EXCERPTED DATA section start

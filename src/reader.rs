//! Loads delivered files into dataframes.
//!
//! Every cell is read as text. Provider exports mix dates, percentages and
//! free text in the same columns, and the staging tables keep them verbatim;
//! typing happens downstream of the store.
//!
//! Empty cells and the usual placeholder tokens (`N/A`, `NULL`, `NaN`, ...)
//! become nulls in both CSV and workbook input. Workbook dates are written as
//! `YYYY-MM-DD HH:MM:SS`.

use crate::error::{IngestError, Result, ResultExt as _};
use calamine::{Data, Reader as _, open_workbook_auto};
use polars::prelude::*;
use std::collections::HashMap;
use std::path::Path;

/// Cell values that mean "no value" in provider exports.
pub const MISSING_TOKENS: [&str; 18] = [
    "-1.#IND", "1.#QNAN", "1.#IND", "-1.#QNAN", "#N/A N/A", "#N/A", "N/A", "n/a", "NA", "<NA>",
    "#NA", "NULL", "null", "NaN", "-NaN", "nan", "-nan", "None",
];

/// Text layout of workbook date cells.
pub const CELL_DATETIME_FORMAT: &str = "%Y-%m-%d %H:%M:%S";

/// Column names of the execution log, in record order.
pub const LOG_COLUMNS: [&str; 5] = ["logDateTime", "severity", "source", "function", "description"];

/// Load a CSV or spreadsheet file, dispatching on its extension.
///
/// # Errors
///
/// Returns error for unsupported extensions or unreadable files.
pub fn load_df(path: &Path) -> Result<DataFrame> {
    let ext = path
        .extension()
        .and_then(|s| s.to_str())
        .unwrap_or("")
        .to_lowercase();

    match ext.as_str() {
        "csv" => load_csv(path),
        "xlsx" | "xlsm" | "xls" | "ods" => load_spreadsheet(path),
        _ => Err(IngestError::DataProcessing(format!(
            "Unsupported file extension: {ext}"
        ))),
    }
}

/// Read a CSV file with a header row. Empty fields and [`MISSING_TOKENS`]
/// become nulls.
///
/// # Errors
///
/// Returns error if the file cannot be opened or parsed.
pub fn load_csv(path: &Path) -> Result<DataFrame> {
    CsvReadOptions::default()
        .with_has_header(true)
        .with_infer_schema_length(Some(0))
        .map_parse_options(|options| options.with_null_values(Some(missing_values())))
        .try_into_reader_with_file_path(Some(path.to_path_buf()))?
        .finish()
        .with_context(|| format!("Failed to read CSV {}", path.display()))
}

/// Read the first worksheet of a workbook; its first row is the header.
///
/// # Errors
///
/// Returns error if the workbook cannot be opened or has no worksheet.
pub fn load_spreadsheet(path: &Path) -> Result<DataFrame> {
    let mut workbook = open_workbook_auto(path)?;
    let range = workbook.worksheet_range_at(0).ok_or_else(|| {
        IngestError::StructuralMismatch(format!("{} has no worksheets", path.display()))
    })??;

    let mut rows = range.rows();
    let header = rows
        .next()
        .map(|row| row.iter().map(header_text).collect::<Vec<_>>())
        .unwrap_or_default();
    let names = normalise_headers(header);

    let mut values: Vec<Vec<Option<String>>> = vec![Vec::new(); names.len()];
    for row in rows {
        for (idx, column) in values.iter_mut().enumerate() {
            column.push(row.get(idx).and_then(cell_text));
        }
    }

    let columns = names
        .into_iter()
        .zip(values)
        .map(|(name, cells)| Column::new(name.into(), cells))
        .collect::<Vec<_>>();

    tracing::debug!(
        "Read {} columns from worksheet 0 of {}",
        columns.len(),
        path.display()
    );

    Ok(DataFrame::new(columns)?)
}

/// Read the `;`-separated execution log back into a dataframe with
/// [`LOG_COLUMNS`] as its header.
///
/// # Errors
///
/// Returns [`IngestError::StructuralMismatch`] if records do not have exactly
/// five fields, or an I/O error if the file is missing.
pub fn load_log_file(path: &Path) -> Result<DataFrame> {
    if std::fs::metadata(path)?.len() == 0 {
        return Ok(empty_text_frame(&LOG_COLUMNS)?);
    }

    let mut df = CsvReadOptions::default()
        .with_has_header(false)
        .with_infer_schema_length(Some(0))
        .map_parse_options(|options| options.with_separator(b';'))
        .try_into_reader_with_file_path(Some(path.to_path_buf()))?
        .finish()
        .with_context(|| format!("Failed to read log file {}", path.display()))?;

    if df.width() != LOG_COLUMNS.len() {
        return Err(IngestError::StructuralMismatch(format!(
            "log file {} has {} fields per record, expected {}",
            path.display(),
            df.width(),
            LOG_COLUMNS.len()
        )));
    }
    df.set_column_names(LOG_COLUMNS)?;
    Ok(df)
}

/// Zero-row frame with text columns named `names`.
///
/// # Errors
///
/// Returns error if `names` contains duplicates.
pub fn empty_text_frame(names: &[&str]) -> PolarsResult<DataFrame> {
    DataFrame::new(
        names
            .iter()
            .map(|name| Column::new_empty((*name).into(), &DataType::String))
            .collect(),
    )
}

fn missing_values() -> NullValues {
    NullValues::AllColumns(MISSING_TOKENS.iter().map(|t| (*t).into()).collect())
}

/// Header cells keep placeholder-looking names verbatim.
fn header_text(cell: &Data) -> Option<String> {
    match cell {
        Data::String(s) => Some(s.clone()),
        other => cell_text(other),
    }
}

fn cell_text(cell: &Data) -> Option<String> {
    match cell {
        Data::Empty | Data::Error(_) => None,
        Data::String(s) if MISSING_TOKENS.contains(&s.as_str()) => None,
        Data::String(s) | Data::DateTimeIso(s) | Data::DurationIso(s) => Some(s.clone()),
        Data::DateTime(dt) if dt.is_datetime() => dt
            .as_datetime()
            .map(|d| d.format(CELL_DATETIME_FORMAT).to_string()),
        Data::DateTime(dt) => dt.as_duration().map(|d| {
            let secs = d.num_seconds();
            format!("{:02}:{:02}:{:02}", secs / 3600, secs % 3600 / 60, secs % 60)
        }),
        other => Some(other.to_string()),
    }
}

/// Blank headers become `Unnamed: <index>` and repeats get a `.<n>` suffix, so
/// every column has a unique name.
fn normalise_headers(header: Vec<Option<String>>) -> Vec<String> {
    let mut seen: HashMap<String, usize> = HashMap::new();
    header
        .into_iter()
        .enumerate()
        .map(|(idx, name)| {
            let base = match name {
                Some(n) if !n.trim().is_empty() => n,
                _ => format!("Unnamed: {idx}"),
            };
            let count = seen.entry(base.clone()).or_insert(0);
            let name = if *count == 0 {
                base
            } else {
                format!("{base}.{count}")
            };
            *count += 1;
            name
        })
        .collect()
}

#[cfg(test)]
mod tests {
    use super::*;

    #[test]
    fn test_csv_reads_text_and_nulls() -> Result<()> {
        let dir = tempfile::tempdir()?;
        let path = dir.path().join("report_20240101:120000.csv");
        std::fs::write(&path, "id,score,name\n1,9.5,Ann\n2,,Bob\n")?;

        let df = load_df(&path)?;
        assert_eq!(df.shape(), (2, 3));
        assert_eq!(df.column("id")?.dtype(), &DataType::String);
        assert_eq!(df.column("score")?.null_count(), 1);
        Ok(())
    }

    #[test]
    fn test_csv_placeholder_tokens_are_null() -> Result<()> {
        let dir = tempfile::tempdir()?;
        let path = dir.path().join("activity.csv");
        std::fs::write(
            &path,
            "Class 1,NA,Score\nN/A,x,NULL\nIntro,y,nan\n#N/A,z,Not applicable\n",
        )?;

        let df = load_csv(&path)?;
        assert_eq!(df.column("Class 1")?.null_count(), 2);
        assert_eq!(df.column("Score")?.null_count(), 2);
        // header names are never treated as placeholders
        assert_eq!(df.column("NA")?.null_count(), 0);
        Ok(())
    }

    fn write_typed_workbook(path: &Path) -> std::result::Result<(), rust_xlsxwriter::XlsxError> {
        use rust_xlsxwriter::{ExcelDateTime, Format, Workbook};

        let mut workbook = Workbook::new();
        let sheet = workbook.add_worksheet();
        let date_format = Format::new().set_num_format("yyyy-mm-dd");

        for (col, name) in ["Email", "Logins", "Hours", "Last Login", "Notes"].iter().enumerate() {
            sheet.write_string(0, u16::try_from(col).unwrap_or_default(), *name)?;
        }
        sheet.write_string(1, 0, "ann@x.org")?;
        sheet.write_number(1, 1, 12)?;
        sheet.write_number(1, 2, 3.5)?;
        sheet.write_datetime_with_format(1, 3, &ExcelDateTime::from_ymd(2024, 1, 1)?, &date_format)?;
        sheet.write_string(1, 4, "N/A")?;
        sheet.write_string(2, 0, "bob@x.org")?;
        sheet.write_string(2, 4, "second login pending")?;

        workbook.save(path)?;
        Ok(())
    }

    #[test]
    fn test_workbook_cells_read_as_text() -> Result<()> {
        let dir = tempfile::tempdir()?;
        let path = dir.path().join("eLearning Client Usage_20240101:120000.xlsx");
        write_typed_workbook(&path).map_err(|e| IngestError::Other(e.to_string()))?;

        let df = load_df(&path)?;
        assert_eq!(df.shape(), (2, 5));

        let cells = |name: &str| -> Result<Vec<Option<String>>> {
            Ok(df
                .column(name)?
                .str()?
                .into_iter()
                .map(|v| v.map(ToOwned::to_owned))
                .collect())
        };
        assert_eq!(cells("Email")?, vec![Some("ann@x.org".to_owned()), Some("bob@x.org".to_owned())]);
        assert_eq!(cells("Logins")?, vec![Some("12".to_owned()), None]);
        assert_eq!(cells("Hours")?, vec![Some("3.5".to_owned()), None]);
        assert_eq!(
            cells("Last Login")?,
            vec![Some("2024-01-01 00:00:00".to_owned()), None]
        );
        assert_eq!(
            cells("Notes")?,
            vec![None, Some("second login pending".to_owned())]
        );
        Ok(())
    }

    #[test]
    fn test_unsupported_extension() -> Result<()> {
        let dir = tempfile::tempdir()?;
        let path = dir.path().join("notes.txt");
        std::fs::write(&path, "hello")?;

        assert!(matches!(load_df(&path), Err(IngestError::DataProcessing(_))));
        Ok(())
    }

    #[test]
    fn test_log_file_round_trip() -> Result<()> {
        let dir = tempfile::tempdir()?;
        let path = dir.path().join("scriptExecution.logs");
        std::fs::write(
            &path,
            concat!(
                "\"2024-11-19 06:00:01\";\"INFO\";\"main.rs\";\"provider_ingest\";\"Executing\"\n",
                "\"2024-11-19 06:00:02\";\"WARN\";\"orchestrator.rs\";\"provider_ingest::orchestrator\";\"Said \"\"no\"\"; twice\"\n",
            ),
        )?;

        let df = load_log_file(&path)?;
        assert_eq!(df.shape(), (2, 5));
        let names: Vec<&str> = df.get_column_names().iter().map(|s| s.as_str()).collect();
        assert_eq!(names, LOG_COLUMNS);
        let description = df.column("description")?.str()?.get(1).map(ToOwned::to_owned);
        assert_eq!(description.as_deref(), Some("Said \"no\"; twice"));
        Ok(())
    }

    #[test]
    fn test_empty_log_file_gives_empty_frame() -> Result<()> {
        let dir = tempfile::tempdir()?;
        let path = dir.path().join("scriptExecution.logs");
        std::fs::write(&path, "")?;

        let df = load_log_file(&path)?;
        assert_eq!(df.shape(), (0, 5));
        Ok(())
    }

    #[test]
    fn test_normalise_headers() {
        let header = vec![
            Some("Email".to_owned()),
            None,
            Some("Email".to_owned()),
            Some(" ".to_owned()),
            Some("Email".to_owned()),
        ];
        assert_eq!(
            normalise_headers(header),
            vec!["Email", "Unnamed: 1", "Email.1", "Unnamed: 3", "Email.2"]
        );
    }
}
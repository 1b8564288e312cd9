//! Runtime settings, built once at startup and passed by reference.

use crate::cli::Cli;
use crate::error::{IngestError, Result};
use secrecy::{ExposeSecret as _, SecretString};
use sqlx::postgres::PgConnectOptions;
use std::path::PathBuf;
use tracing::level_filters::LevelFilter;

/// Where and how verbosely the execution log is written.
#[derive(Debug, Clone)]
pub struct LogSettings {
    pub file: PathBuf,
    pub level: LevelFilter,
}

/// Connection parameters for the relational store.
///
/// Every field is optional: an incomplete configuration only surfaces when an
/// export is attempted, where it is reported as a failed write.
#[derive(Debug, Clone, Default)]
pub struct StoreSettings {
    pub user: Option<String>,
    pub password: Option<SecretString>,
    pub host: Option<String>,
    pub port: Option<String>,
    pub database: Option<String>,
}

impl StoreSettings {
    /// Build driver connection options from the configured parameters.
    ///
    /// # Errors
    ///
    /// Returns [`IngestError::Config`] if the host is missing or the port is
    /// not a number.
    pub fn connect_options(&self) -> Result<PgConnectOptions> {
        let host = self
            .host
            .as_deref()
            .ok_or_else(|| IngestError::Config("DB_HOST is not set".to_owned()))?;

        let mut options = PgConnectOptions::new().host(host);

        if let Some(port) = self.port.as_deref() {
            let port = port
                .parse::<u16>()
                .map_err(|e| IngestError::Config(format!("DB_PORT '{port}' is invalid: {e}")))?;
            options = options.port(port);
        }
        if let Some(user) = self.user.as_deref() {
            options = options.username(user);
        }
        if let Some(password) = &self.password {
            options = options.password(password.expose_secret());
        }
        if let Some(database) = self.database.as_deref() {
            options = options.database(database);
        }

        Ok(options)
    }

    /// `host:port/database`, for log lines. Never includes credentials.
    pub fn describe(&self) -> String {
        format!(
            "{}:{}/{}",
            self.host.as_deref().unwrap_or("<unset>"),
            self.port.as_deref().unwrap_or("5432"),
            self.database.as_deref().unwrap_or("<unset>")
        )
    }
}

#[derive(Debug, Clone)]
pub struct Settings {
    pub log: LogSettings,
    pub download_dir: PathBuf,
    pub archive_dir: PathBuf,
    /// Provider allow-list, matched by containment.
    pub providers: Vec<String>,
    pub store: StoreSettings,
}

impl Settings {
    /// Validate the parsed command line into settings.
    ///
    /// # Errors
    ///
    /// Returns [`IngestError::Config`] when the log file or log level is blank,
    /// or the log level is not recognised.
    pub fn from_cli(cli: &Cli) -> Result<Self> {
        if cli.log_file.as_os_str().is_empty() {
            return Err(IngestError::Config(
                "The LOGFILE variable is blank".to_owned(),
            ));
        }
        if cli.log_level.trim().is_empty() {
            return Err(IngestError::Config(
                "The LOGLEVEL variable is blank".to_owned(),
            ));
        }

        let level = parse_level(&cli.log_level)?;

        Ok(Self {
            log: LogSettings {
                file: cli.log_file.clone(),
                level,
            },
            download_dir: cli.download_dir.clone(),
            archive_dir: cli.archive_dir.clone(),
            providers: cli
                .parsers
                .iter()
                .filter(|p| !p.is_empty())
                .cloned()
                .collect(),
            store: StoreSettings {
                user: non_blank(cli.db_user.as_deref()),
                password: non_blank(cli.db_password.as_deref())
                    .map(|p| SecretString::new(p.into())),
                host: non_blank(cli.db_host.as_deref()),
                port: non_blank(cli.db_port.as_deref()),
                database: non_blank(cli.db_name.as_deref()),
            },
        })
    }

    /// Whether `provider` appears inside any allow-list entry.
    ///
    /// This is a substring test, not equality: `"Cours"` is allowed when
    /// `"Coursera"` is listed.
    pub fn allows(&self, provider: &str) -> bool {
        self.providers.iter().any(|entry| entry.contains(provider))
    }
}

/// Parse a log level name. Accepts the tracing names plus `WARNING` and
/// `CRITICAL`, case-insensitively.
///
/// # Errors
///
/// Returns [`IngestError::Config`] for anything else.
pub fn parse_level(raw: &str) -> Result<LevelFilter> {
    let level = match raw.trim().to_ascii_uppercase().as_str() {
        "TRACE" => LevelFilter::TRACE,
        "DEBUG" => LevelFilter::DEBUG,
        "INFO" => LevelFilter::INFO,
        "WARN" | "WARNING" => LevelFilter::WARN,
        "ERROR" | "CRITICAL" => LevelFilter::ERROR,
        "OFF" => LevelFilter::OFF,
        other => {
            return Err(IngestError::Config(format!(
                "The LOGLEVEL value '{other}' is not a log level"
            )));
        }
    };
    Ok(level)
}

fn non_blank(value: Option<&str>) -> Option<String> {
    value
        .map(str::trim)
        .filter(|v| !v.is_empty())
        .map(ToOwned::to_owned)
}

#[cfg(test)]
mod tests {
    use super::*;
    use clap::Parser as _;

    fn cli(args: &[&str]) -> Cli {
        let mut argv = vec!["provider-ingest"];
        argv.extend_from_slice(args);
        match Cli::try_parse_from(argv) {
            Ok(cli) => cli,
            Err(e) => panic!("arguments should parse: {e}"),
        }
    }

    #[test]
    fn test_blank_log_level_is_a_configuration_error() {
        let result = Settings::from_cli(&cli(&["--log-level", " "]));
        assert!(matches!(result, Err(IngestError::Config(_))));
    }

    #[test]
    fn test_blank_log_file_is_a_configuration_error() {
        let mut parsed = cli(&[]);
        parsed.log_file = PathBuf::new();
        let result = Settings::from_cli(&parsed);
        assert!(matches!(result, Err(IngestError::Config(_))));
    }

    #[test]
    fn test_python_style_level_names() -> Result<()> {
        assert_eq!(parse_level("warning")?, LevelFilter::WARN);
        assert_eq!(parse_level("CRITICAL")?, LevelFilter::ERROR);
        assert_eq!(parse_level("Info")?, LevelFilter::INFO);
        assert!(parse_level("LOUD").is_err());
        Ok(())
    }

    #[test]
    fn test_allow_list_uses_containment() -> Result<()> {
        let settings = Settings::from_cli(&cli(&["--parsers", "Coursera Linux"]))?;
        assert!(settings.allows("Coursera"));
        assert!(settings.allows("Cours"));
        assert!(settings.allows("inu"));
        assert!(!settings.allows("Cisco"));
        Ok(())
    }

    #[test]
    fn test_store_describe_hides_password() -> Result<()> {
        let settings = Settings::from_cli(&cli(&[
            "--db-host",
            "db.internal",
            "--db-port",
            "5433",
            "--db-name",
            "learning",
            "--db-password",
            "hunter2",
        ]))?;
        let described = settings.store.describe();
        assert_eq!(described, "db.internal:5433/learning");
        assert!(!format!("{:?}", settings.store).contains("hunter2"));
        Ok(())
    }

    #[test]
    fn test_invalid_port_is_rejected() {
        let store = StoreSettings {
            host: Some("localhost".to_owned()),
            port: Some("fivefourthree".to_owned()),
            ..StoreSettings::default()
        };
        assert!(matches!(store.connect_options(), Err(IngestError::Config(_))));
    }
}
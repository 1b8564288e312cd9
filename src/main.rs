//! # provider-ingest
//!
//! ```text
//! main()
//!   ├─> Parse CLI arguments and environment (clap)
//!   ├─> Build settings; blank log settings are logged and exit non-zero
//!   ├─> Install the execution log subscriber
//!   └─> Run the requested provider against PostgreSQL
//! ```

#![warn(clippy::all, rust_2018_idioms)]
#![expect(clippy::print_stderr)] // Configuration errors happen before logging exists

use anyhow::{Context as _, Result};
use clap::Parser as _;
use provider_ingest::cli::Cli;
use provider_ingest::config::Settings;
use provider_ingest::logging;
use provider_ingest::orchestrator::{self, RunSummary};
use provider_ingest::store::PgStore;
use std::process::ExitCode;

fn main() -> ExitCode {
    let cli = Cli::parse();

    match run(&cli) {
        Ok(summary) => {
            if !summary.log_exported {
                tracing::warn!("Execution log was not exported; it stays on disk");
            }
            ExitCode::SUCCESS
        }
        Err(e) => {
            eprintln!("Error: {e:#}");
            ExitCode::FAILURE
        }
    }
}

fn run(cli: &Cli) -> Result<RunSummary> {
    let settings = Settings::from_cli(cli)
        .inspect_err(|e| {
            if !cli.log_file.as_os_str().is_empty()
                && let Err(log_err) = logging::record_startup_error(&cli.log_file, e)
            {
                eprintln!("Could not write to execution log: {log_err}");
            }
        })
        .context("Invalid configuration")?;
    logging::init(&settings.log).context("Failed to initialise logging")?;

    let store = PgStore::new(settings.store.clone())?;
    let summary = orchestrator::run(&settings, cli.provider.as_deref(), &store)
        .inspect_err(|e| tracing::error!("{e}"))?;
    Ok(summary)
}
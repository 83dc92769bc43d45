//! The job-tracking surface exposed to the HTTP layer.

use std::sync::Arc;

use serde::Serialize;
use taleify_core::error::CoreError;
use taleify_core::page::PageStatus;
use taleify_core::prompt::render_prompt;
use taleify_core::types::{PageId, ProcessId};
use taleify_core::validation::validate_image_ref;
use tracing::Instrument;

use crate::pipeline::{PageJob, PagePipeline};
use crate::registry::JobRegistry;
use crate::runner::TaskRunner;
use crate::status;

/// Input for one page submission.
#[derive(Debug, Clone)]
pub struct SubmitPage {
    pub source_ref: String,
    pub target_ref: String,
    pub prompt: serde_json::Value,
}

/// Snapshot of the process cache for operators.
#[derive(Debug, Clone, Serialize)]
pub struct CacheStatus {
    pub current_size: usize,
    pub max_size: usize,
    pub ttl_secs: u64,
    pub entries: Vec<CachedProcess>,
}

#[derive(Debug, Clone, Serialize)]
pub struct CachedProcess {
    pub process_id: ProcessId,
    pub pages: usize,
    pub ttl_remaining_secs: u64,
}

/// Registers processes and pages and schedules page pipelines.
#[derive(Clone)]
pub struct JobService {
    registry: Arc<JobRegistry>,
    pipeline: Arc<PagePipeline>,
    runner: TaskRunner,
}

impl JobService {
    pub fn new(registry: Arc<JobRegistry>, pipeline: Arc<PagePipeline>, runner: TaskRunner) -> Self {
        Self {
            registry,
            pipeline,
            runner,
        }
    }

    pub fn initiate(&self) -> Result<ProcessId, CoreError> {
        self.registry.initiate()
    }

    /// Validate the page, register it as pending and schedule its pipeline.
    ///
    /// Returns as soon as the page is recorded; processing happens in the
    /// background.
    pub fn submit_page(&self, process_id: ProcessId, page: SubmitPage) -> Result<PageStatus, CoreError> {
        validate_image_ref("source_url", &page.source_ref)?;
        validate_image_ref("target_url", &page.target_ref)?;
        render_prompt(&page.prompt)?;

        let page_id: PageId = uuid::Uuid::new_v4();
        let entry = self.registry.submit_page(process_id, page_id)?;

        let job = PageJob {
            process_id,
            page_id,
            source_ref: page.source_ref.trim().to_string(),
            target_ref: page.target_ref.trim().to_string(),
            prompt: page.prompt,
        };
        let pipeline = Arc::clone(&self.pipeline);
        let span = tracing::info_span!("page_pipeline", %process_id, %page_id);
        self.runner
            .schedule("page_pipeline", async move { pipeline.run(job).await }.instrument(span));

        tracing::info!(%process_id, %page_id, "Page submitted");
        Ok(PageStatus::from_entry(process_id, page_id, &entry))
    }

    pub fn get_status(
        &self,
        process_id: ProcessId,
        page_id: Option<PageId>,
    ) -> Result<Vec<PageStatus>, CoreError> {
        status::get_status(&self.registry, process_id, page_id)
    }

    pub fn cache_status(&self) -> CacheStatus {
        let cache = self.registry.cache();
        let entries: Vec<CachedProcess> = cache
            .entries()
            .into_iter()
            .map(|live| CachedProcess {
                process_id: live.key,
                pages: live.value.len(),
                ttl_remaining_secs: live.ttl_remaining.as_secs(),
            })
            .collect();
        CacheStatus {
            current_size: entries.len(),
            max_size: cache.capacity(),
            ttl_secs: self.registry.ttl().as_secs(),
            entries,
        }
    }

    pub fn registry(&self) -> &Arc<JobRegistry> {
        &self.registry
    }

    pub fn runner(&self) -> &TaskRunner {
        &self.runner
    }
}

EXCERPTED DATA section end

* YOUR OBJECTIVE:
From the records above, pull every line that carries the word "PgStore".

* TASK SOLUTION:
use provider_ingest::store::PgStore;
    let store = PgStore::new(settings.store.clone())?;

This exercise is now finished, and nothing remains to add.